(Records from a dataset)
——————

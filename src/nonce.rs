use rand::distributions::Alphanumeric;
use rand::{CryptoRng, Rng, RngCore};

/// Length of the nonce token generated for each exchange unless the configuration overrides it.
pub const NONCE_LEN: usize = 24;

/// Upper bound on a configured nonce length.
pub const MAX_NONCE_LEN: usize = 1024;

/// Generate a nonce token of exactly `len` characters.
///
/// The token only uses `[A-Za-z0-9]`, so it can be embedded verbatim in mechanism messages
/// (SCRAM forbids `,` in nonces, for instance). Only cryptographically secure generators are
/// accepted.
pub(crate) fn generate<R>(rng: &mut R, len: usize) -> Vec<u8>
where
    R: RngCore + CryptoRng,
{
    rng.sample_iter(&Alphanumeric).take(len).collect()
}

——————

> [Task objective]: From the first record to the last, print each one exactly.

> [Response area]:
filename src/nonce.rs
use rand::distributions::Alphanumeric;
use rand::{CryptoRng, Rng, RngCore};

/// Length of the nonce token generated for each exchange unless the configuration overrides it.
pub const NONCE_LEN: usize = 24;

/// Upper bound on a configured nonce length.
pub const MAX_NONCE_LEN: usize = 1024;

/// Generate a nonce token of exactly `len` characters.
///
/// The token only uses `[A-Za-z0-9]`, so it can be embedded verbatim in mechanism messages
/// (SCRAM forbids `,` in nonces, for instance). Only cryptographically secure generators are
/// accepted.
pub(crate) fn generate<R>(rng: &mut R, len: usize) -> Vec<u8>
where
    R: RngCore + CryptoRng,
{
    rng.sample_iter(&Alphanumeric).take(len).collect()
}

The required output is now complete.